The findings showed that central arousal from the pain stimuli reliably decreased with the increasing music-task demand. Music helps reduce pain by activating sensory pathways that compete with pain pathways, stimulating emotional responses, and engaging cognitive attention. Music, therefore, provided meaningful intellectual and emotional engagement to help reduce pain.

Among the study subjects, those with high levels of anxiety about pain had the greatest net engagement, which contradicted the authors’ initial hypothesis that anxiety would interfere with a subject’s ability to become absorbed in the music listening task. They noted that low anxiety actually may have diminished the ability to engage in the task.

The findings suggest that engaging activities like music listening can be effective for reducing pain in high anxiety persons who can easily become absorbed in activities. They noted that interaction of anxiety and absorption is a new finding and implies that these personality characteristics should be considered when recommending engagement strategies for pain relief.
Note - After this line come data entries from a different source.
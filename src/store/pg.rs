use chrono::{DateTime, Utc};
use log::debug;
use postgres::error::SqlState;
use postgres::{GenericClient, Row};

use crate::error::{Error, FieldErrors};
use crate::models::{
    Coordinates, NewRoadSegment, NewSpeedReading, ReadingChanges, RoadSegment, SegmentChanges,
    SpeedReading, User,
};
use crate::store::{ImportOutcome, ReadingFilter, SegmentFilter, SegmentRecord, Store};
use crate::DbPool;

pub const CREATE_SCHEMA: &str = "
CREATE TABLE IF NOT EXISTS road_segments (
    id SERIAL PRIMARY KEY,
    longitude_start DOUBLE PRECISION NOT NULL,
    latitude_start DOUBLE PRECISION NOT NULL,
    longitude_end DOUBLE PRECISION NOT NULL,
    latitude_end DOUBLE PRECISION NOT NULL,
    length DOUBLE PRECISION NOT NULL,
    created_at TIMESTAMPTZ NOT NULL,
    updated_at TIMESTAMPTZ NOT NULL
);
CREATE TABLE IF NOT EXISTS speed_readings (
    id SERIAL PRIMARY KEY,
    road_segment_id INTEGER NOT NULL REFERENCES road_segments (id) ON DELETE CASCADE,
    average_speed DOUBLE PRECISION NOT NULL,
    timestamp TIMESTAMPTZ NOT NULL,
    created_at TIMESTAMPTZ NOT NULL
);
CREATE INDEX IF NOT EXISTS speed_readings_segment_timestamp
    ON speed_readings (road_segment_id, timestamp DESC);
CREATE TABLE IF NOT EXISTS users (
    id SERIAL PRIMARY KEY,
    username TEXT NOT NULL UNIQUE,
    is_admin BOOLEAN NOT NULL DEFAULT FALSE
);
CREATE TABLE IF NOT EXISTS api_tokens (
    key TEXT PRIMARY KEY,
    user_id INTEGER NOT NULL REFERENCES users (id) ON DELETE CASCADE,
    created_at TIMESTAMPTZ NOT NULL
);
";

pub const DROP_SCHEMA: &str = "
DROP TABLE IF EXISTS api_tokens;
DROP TABLE IF EXISTS users;
DROP TABLE IF EXISTS speed_readings;
DROP TABLE IF EXISTS road_segments;
";

// Segment columns plus the reading count and the latest reading (by
// timestamp, then id) joined laterally.
const SEGMENT_SELECT: &str = "
SELECT s.id, s.longitude_start, s.latitude_start, s.longitude_end, s.latitude_end,
       s.length, s.created_at, s.updated_at,
       (SELECT COUNT(*) FROM speed_readings c WHERE c.road_segment_id = s.id) AS total_readings,
       l.id AS latest_id, l.average_speed AS latest_average_speed,
       l.timestamp AS latest_timestamp, l.created_at AS latest_created_at
FROM road_segments s
LEFT JOIN LATERAL (
    SELECT r.id, r.average_speed, r.timestamp, r.created_at
    FROM speed_readings r
    WHERE r.road_segment_id = s.id
    ORDER BY r.timestamp DESC, r.id DESC
    LIMIT 1
) l ON TRUE
";

const READING_COLUMNS: &str = "id, road_segment_id, average_speed, timestamp, created_at";

fn segment_from_row(row: &Row) -> RoadSegment {
    RoadSegment {
        id: row.get("id"),
        coordinates: Coordinates {
            longitude_start: row.get("longitude_start"),
            latitude_start: row.get("latitude_start"),
            longitude_end: row.get("longitude_end"),
            latitude_end: row.get("latitude_end"),
        },
        length: row.get("length"),
        created_at: row.get("created_at"),
        updated_at: row.get("updated_at"),
    }
}

fn record_from_row(row: &Row) -> SegmentRecord {
    let segment = segment_from_row(row);
    let latest_id: Option<i32> = row.get("latest_id");
    let latest_reading = latest_id.map(|id| SpeedReading {
        id,
        road_segment: segment.id,
        average_speed: row.get("latest_average_speed"),
        timestamp: row.get("latest_timestamp"),
        created_at: row.get("latest_created_at"),
    });
    SegmentRecord {
        segment,
        total_readings: row.get("total_readings"),
        latest_reading,
    }
}

fn reading_from_row(row: &Row) -> SpeedReading {
    SpeedReading {
        id: row.get("id"),
        road_segment: row.get("road_segment_id"),
        average_speed: row.get("average_speed"),
        timestamp: row.get("timestamp"),
        created_at: row.get("created_at"),
    }
}

fn fetch_record<C: GenericClient>(db: &mut C, id: i32) -> Result<SegmentRecord, Error> {
    let query = format!("{} WHERE s.id = $1", SEGMENT_SELECT);
    let row = db
        .query_opt(query.as_str(), &[&id])?
        .ok_or_else(|| Error::segment_not_found(id))?;
    Ok(record_from_row(&row))
}

/// Locks the segment row against deletion for the rest of the transaction.
fn lock_segment<C: GenericClient>(db: &mut C, id: i32) -> Result<(), Error> {
    db.query_opt("SELECT id FROM road_segments WHERE id = $1 FOR KEY SHARE", &[&id])?
        .map(|_| ())
        .ok_or_else(|| Error::segment_not_found(id))
}

fn insert_reading<C: GenericClient>(
    db: &mut C,
    new: &NewSpeedReading,
    now: DateTime<Utc>,
) -> Result<SpeedReading, Error> {
    let query = format!(
        "INSERT INTO speed_readings (road_segment_id, average_speed, timestamp, created_at)
         VALUES ($1, $2, $3, $4) RETURNING {}",
        READING_COLUMNS
    );
    let row = db.query_one(
        query.as_str(),
        &[&new.road_segment, &new.average_speed, &new.timestamp, &now],
    )?;
    Ok(reading_from_row(&row))
}

fn insert_segment<C: GenericClient>(
    db: &mut C,
    new: &NewRoadSegment,
    now: DateTime<Utc>,
) -> Result<RoadSegment, Error> {
    let c = &new.coordinates;
    let row = db.query_one(
        "INSERT INTO road_segments
            (longitude_start, latitude_start, longitude_end, latitude_end, length, created_at, updated_at)
         VALUES ($1, $2, $3, $4, $5, $6, $6)
         RETURNING *",
        &[
            &c.longitude_start,
            &c.latitude_start,
            &c.longitude_end,
            &c.latitude_end,
            &new.length,
            &now,
        ],
    )?;
    Ok(segment_from_row(&row))
}

/// Postgres-backed store. Each call checks a connection out of the pool and
/// runs inside its own transaction.
#[derive(Clone)]
pub struct PgStore {
    pool: DbPool,
}

impl PgStore {
    pub fn new(pool: DbPool) -> PgStore {
        PgStore { pool }
    }
}

impl Store for PgStore {
    fn list_segments(&self, filter: &SegmentFilter) -> Result<Vec<SegmentRecord>, Error> {
        let mut db = self.pool.get()?;
        let (lower, upper) = match filter.intensity {
            Some(level) => level.speed_band(),
            None => (None, None),
        };
        let query = format!(
            "{} WHERE ($1 = FALSE OR (l.id IS NOT NULL
                  AND ($2::FLOAT8 IS NULL OR l.average_speed > $2)
                  AND ($3::FLOAT8 IS NULL OR l.average_speed <= $3)))
             ORDER BY s.id",
            SEGMENT_SELECT
        );
        let rows = db.query(
            query.as_str(),
            &[&filter.intensity.is_some(), &lower, &upper],
        )?;
        Ok(rows.iter().map(record_from_row).collect())
    }

    fn get_segment(&self, id: i32) -> Result<SegmentRecord, Error> {
        let mut db = self.pool.get()?;
        fetch_record(&mut *db, id)
    }

    fn create_segment(&self, new: &NewRoadSegment) -> Result<SegmentRecord, Error> {
        let mut db = self.pool.get()?;
        let segment = insert_segment(&mut *db, new, Utc::now())?;
        debug!("created road segment {}", segment.id);
        Ok(SegmentRecord {
            segment,
            total_readings: 0,
            latest_reading: None,
        })
    }

    fn update_segment(&self, id: i32, changes: &SegmentChanges) -> Result<SegmentRecord, Error> {
        let mut db = self.pool.get()?;
        let mut tx = db.transaction()?;
        let updated = tx.execute(
            "UPDATE road_segments SET
                longitude_start = COALESCE($2, longitude_start),
                latitude_start = COALESCE($3, latitude_start),
                longitude_end = COALESCE($4, longitude_end),
                latitude_end = COALESCE($5, latitude_end),
                length = COALESCE($6, length),
                updated_at = $7
             WHERE id = $1",
            &[
                &id,
                &changes.longitude_start,
                &changes.latitude_start,
                &changes.longitude_end,
                &changes.latitude_end,
                &changes.length,
                &Utc::now(),
            ],
        )?;
        if updated == 0 {
            return Err(Error::segment_not_found(id));
        }
        let record = fetch_record(&mut tx, id)?;
        tx.commit()?;
        Ok(record)
    }

    fn delete_segment(&self, id: i32) -> Result<(), Error> {
        let mut db = self.pool.get()?;
        // speed_readings go with it through ON DELETE CASCADE.
        match db.execute("DELETE FROM road_segments WHERE id = $1", &[&id])? {
            0 => Err(Error::segment_not_found(id)),
            _ => Ok(()),
        }
    }

    fn list_readings(&self, filter: &ReadingFilter) -> Result<Vec<SpeedReading>, Error> {
        let mut db = self.pool.get()?;
        let query = format!(
            "SELECT {} FROM speed_readings
             WHERE ($1::INT4 IS NULL OR road_segment_id = $1)
             ORDER BY timestamp DESC, id DESC",
            READING_COLUMNS
        );
        let rows = db.query(query.as_str(), &[&filter.road_segment])?;
        Ok(rows.iter().map(reading_from_row).collect())
    }

    fn get_reading(&self, id: i32) -> Result<SpeedReading, Error> {
        let mut db = self.pool.get()?;
        let query = format!("SELECT {} FROM speed_readings WHERE id = $1", READING_COLUMNS);
        db.query_opt(query.as_str(), &[&id])?
            .map(|row| reading_from_row(&row))
            .ok_or_else(|| Error::reading_not_found(id))
    }

    fn create_reading(&self, new: &NewSpeedReading) -> Result<SpeedReading, Error> {
        let mut db = self.pool.get()?;
        let mut tx = db.transaction()?;
        lock_segment(&mut tx, new.road_segment)?;
        let reading = insert_reading(&mut tx, new, Utc::now())?;
        tx.commit()?;
        debug!("created speed reading {} on segment {}", reading.id, reading.road_segment);
        Ok(reading)
    }

    fn update_reading(&self, id: i32, changes: &ReadingChanges) -> Result<SpeedReading, Error> {
        let mut db = self.pool.get()?;
        let mut tx = db.transaction()?;
        if let Some(segment_id) = changes.road_segment {
            lock_segment(&mut tx, segment_id)?;
        }
        let query = format!(
            "UPDATE speed_readings SET
                road_segment_id = COALESCE($2, road_segment_id),
                average_speed = COALESCE($3, average_speed),
                timestamp = COALESCE($4, timestamp)
             WHERE id = $1
             RETURNING {}",
            READING_COLUMNS
        );
        let row = tx
            .query_opt(
                query.as_str(),
                &[&id, &changes.road_segment, &changes.average_speed, &changes.timestamp],
            )?
            .ok_or_else(|| Error::reading_not_found(id))?;
        tx.commit()?;
        Ok(reading_from_row(&row))
    }

    fn delete_reading(&self, id: i32) -> Result<(), Error> {
        let mut db = self.pool.get()?;
        match db.execute("DELETE FROM speed_readings WHERE id = $1", &[&id])? {
            0 => Err(Error::reading_not_found(id)),
            _ => Ok(()),
        }
    }

    fn import_reading(
        &self,
        coordinates: &Coordinates,
        length: f64,
        average_speed: f64,
        at: DateTime<Utc>,
    ) -> Result<ImportOutcome, Error> {
        let mut db = self.pool.get()?;
        let mut tx = db.transaction()?;
        let existing = tx.query_opt(
            "SELECT id FROM road_segments
             WHERE longitude_start = $1 AND latitude_start = $2
               AND longitude_end = $3 AND latitude_end = $4
             ORDER BY id
             LIMIT 1
             FOR KEY SHARE",
            &[
                &coordinates.longitude_start,
                &coordinates.latitude_start,
                &coordinates.longitude_end,
                &coordinates.latitude_end,
            ],
        )?;
        let (segment_id, segment_created) = match existing {
            Some(row) => (row.get::<_, i32>(0), false),
            None => {
                let new = NewRoadSegment {
                    coordinates: *coordinates,
                    length,
                };
                (insert_segment(&mut tx, &new, at)?.id, true)
            }
        };
        let reading = insert_reading(
            &mut tx,
            &NewSpeedReading {
                road_segment: segment_id,
                average_speed,
                timestamp: at,
            },
            at,
        )?;
        tx.commit()?;
        Ok(ImportOutcome {
            segment_id,
            reading_id: reading.id,
            segment_created,
        })
    }

    fn create_user(&self, username: &str, is_admin: bool, token: &str) -> Result<User, Error> {
        let mut db = self.pool.get()?;
        let mut tx = db.transaction()?;
        let row = tx
            .query_one(
                "INSERT INTO users (username, is_admin) VALUES ($1, $2) RETURNING id",
                &[&username, &is_admin],
            )
            .map_err(|e| {
                if e.code() == Some(&SqlState::UNIQUE_VIOLATION) {
                    let mut errors = FieldErrors::default();
                    errors.add("username", "A user with that username already exists.");
                    Error::Validation(errors)
                } else {
                    Error::Database(e)
                }
            })?;
        let id: i32 = row.get(0);
        tx.execute(
            "INSERT INTO api_tokens (key, user_id, created_at) VALUES ($1, $2, $3)",
            &[&token, &id, &Utc::now()],
        )?;
        tx.commit()?;
        Ok(User {
            id,
            username: username.to_string(),
            is_admin,
        })
    }

    fn user_for_token(&self, token: &str) -> Result<Option<User>, Error> {
        let mut db = self.pool.get()?;
        let row = db.query_opt(
            "SELECT u.id, u.username, u.is_admin
             FROM api_tokens t JOIN users u ON u.id = t.user_id
             WHERE t.key = $1",
            &[&token],
        )?;
        Ok(row.map(|row| User {
            id: row.get("id"),
            username: row.get("username"),
            is_admin: row.get("is_admin"),
        }))
    }
}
Based in Glenview, Ill., the American Pain Society (APS) is a multidisciplinary community that brings together a diverse group of scientists, clinicians and other professionals to increase the knowledge of pain and transform public policy and clinical practice to reduce pain-related suffering. APS was founded in 1978 with 510 charter members. From the outset, the group was conceived as a multidisciplinary organization. The Board of Directors includes physicians, nurses, psychologists, basic scientists, pharmacists, policy analysts and others. For more information on APS, visit www.ampainsoc.org.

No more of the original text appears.